### What you are asked to do:
Print, in exact form, the lines below from the one containing "assert_eq!(point.corpus, CorpusInput::Imported);" through the one containing "let temp = tempfile::tempdir().unwrap();", and omit all others.

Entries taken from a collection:
________________________________________

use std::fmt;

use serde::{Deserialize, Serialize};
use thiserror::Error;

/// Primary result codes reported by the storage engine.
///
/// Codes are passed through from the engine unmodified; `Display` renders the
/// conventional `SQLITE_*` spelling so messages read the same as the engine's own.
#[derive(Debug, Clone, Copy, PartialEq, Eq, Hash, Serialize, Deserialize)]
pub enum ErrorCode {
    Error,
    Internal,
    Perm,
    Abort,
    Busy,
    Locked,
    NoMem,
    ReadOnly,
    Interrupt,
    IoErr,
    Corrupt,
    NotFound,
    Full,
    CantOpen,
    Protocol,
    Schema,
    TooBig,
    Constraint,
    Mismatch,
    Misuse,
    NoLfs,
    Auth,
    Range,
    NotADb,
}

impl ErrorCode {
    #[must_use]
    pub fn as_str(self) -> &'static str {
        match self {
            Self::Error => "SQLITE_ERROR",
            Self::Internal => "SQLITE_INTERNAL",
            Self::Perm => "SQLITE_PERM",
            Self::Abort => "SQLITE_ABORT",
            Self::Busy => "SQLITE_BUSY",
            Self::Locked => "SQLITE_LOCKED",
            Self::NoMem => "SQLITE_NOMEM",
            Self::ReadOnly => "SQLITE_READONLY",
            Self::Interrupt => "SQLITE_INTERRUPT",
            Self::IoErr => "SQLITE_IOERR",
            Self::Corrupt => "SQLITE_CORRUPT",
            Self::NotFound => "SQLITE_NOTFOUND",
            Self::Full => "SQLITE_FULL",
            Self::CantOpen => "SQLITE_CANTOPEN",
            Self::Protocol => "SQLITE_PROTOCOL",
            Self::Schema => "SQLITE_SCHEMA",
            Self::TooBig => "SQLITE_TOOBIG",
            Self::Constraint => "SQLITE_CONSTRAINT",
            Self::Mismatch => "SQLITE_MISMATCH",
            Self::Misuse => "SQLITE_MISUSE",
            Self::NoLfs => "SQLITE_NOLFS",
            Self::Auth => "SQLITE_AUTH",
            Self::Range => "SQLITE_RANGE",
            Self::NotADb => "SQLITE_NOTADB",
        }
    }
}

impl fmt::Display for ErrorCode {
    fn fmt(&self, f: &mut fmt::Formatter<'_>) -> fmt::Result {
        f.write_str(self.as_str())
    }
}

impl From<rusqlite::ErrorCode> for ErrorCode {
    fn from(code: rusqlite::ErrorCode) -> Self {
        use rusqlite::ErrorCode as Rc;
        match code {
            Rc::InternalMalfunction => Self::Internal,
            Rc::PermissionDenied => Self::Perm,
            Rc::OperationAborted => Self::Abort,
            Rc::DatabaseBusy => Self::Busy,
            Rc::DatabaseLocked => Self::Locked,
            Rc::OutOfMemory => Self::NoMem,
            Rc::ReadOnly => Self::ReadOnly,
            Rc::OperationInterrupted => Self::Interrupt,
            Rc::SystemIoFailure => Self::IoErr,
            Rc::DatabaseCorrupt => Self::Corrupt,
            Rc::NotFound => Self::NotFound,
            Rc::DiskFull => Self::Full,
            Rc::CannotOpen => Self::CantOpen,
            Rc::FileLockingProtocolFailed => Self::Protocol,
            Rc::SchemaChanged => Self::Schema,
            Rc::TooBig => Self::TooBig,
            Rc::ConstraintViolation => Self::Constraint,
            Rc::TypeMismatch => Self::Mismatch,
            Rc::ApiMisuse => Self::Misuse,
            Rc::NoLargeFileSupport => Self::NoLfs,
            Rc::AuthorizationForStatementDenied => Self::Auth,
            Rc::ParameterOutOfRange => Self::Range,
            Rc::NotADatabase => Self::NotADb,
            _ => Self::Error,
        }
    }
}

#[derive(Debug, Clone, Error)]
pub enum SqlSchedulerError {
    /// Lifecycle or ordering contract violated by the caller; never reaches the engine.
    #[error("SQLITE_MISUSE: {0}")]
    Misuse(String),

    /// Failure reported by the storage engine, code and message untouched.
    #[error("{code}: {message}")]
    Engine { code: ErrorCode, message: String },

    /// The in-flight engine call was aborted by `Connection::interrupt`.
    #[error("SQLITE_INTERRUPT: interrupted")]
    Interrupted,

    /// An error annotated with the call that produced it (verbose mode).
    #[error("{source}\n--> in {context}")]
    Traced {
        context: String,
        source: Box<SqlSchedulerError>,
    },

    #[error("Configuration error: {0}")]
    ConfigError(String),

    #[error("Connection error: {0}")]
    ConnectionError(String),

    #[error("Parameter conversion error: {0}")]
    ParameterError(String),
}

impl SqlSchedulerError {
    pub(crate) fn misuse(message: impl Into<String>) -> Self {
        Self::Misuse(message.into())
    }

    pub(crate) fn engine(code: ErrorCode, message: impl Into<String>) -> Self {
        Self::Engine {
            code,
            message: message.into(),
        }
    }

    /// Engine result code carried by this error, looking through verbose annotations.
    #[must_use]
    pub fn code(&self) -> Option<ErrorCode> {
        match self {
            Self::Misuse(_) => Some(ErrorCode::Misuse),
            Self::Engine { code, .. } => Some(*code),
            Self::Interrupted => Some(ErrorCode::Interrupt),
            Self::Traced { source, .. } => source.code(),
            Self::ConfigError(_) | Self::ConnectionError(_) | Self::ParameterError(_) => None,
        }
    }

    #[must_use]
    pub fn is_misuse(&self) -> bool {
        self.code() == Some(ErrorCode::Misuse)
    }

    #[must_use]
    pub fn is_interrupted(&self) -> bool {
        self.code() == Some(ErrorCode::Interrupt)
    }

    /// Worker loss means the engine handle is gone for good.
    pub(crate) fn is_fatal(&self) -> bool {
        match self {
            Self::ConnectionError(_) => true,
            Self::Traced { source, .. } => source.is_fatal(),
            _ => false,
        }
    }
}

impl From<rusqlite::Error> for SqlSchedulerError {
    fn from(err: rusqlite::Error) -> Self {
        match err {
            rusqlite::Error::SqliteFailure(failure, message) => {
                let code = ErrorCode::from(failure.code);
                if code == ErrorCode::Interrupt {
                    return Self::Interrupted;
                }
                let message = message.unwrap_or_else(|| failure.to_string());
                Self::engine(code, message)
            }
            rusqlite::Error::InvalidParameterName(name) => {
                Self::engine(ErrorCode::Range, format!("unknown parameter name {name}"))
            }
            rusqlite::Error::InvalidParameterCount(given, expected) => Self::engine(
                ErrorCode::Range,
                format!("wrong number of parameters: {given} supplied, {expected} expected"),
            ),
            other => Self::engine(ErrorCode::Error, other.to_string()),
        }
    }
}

________________________________________

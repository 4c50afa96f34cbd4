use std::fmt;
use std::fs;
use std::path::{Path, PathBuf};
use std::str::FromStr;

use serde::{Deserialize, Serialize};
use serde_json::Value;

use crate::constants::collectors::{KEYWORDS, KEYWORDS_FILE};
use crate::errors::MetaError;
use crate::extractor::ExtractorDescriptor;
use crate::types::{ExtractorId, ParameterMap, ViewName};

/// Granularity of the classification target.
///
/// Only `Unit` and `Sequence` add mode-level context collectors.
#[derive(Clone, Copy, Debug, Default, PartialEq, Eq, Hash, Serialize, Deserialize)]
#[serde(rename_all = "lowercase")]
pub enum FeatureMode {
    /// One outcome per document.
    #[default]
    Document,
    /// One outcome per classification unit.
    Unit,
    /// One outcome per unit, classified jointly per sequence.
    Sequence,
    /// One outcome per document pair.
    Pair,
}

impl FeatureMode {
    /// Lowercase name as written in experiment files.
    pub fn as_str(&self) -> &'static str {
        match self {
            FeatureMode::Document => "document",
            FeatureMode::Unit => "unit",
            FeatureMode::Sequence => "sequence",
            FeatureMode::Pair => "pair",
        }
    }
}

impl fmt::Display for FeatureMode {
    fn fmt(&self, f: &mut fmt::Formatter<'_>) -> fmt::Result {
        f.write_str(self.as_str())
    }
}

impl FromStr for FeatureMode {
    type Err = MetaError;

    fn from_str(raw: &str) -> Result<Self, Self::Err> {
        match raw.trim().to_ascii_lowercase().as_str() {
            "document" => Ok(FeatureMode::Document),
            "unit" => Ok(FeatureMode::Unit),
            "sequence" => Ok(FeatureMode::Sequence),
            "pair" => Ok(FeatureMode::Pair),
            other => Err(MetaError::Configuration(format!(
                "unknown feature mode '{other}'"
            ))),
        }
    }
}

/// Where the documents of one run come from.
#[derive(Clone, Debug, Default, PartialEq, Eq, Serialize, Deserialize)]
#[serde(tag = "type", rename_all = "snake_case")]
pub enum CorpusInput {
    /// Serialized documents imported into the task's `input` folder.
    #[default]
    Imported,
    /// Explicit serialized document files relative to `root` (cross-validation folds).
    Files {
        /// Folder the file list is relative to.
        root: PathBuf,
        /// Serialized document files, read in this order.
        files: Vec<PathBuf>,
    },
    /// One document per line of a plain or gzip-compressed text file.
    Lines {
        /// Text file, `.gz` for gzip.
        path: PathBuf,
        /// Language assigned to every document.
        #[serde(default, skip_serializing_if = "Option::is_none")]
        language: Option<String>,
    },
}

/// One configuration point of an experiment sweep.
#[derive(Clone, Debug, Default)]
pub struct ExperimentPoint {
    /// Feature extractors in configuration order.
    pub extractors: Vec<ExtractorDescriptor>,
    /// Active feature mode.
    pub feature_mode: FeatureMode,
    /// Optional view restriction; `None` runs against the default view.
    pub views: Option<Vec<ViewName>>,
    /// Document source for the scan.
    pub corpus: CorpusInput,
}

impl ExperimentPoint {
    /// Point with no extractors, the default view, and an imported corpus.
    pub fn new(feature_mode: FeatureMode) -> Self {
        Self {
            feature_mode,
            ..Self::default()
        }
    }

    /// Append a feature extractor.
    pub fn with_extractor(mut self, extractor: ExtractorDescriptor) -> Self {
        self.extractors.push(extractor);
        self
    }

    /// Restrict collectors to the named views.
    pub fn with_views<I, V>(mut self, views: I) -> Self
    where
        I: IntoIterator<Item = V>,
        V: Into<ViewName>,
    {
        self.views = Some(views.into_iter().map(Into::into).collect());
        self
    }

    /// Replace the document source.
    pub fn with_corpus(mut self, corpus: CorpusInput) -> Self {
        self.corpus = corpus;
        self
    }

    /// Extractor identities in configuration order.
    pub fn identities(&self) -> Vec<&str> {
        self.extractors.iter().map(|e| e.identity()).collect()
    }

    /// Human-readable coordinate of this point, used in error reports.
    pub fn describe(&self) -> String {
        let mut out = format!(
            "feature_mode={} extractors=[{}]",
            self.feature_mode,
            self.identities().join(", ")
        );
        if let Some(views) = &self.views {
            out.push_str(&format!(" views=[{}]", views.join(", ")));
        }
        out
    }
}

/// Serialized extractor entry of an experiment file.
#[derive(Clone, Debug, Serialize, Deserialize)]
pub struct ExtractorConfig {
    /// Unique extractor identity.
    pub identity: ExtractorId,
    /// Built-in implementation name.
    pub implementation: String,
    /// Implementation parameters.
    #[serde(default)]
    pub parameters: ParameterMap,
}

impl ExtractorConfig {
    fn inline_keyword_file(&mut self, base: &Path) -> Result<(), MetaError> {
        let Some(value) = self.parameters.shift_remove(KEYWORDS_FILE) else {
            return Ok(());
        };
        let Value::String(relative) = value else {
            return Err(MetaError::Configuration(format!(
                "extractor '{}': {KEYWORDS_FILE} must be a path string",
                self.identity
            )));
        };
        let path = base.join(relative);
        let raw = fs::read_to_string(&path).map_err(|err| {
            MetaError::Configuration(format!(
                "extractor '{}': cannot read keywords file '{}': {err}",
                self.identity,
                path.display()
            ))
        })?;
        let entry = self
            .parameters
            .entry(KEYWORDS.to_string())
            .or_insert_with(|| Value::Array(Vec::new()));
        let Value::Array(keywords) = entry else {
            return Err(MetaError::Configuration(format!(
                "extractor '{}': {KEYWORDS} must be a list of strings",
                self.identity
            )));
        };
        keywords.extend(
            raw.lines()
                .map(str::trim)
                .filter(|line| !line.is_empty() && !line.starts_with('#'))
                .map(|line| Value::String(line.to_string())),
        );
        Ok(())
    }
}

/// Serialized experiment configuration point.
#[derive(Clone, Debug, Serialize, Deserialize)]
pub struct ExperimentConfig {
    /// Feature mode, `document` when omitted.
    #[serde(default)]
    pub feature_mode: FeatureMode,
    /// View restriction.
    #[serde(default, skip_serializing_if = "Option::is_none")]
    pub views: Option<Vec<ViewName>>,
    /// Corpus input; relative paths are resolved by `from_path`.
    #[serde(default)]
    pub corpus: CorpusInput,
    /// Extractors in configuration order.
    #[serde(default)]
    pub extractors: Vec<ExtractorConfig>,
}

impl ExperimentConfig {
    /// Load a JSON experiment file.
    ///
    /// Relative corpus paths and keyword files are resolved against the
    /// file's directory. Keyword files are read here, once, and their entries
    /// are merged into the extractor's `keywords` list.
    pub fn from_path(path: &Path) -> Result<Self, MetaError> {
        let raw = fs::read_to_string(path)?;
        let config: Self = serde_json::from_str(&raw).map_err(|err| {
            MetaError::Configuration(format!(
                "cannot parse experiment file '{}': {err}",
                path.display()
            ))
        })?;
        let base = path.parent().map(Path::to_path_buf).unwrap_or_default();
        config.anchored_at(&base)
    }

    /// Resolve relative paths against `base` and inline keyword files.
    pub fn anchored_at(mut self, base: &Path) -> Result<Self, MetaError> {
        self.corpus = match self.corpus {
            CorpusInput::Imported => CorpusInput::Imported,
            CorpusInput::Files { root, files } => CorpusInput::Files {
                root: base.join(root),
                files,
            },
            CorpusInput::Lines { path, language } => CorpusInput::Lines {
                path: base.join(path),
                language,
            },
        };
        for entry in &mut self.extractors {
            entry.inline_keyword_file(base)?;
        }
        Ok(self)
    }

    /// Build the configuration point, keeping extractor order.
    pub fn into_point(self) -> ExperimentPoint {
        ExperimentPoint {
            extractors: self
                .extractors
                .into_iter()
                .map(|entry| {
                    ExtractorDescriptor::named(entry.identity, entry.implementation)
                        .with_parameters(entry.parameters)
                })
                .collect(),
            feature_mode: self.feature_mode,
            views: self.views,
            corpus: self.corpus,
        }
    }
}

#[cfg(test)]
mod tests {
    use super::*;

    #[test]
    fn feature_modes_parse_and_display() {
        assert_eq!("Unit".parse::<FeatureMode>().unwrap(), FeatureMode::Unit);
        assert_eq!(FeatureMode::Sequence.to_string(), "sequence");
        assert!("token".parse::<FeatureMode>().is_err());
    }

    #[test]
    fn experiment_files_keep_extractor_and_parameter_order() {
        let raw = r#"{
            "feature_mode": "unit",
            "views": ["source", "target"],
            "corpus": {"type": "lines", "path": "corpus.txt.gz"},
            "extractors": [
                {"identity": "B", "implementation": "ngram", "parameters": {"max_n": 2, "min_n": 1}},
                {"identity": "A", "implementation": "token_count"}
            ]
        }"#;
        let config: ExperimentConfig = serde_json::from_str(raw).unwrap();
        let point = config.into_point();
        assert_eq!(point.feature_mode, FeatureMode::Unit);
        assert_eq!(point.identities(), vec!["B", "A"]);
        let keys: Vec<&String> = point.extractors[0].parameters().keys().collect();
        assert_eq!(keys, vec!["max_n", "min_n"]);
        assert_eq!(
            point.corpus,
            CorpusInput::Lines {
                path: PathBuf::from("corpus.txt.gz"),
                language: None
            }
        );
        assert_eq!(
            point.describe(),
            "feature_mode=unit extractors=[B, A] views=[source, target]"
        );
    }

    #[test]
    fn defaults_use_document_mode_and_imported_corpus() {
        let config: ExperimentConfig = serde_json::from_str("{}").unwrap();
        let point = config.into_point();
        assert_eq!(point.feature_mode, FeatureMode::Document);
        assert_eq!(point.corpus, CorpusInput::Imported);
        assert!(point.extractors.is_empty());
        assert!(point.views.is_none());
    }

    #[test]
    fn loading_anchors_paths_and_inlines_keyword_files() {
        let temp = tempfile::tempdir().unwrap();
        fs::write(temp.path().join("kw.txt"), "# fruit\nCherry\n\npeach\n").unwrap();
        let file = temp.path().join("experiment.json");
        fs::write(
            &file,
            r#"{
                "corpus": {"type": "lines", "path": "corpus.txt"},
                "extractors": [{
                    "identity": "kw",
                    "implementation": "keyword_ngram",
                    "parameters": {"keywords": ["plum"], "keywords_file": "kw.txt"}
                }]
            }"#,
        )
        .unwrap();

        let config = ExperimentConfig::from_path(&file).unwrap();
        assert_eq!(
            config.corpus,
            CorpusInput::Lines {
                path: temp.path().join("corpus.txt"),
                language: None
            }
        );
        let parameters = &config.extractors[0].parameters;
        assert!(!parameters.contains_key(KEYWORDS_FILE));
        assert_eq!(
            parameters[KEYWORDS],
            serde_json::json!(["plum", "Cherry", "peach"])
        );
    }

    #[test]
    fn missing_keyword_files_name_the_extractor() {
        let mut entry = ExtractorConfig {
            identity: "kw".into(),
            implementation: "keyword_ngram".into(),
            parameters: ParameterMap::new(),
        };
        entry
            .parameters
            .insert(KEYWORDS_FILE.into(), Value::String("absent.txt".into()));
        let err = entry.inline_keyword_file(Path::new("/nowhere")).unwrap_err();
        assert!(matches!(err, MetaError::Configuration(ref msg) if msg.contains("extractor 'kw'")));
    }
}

________________________________________

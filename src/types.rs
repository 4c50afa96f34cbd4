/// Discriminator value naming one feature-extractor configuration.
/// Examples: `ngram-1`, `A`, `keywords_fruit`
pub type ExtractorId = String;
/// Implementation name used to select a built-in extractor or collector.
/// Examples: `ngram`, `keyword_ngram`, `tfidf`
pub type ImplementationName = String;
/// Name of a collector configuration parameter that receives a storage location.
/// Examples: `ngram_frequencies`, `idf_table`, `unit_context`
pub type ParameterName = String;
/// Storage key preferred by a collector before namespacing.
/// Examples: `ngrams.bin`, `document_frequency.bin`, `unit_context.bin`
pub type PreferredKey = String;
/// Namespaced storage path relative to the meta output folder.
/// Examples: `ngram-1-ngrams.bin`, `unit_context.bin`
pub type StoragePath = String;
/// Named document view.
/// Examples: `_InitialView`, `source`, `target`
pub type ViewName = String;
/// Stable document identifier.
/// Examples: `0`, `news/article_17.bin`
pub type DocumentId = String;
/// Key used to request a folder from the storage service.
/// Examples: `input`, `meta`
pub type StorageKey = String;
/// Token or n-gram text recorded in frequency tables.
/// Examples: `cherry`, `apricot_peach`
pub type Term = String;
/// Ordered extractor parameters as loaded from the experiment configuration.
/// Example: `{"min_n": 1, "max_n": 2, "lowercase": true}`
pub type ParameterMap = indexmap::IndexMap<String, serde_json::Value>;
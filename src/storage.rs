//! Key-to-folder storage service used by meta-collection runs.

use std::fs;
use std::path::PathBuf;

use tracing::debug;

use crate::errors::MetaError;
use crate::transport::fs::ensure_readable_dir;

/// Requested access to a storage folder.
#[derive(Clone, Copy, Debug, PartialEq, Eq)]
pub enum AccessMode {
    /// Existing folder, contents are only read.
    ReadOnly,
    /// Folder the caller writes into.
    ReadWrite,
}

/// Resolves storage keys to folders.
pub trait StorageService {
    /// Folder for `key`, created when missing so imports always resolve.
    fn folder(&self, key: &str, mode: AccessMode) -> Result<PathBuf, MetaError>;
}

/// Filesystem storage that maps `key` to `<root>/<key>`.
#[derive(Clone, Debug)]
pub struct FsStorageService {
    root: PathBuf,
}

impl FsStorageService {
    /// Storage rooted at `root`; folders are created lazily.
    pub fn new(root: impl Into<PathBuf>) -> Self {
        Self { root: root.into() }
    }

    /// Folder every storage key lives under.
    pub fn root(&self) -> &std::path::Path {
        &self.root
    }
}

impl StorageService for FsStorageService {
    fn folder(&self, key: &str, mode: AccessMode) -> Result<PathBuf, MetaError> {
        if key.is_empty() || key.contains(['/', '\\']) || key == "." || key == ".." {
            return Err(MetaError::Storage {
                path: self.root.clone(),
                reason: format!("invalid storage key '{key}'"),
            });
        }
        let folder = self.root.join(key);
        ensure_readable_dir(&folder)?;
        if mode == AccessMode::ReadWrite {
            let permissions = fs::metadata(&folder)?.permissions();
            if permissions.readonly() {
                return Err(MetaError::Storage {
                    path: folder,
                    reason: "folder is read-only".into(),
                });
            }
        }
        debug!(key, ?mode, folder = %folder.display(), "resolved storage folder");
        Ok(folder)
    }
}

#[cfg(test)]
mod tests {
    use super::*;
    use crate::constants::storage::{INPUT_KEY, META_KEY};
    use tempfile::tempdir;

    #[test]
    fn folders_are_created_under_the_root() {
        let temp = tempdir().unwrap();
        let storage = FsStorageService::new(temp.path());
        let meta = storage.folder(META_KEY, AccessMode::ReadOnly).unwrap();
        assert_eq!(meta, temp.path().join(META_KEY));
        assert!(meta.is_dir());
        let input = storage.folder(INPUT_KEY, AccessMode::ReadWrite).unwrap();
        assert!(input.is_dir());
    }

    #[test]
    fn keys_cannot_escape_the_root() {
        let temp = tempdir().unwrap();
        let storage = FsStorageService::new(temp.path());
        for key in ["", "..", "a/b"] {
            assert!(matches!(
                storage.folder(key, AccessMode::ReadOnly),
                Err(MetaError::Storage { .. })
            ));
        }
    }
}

________________________________________

### Exercise answer:
        assert_eq!(point.corpus, CorpusInput::Imported);
        assert!(point.extractors.is_empty());
        assert!(point.views.is_none());
    }

    #[test]
    fn loading_anchors_paths_and_inlines_keyword_files() {
        let temp = tempfile::tempdir().unwrap();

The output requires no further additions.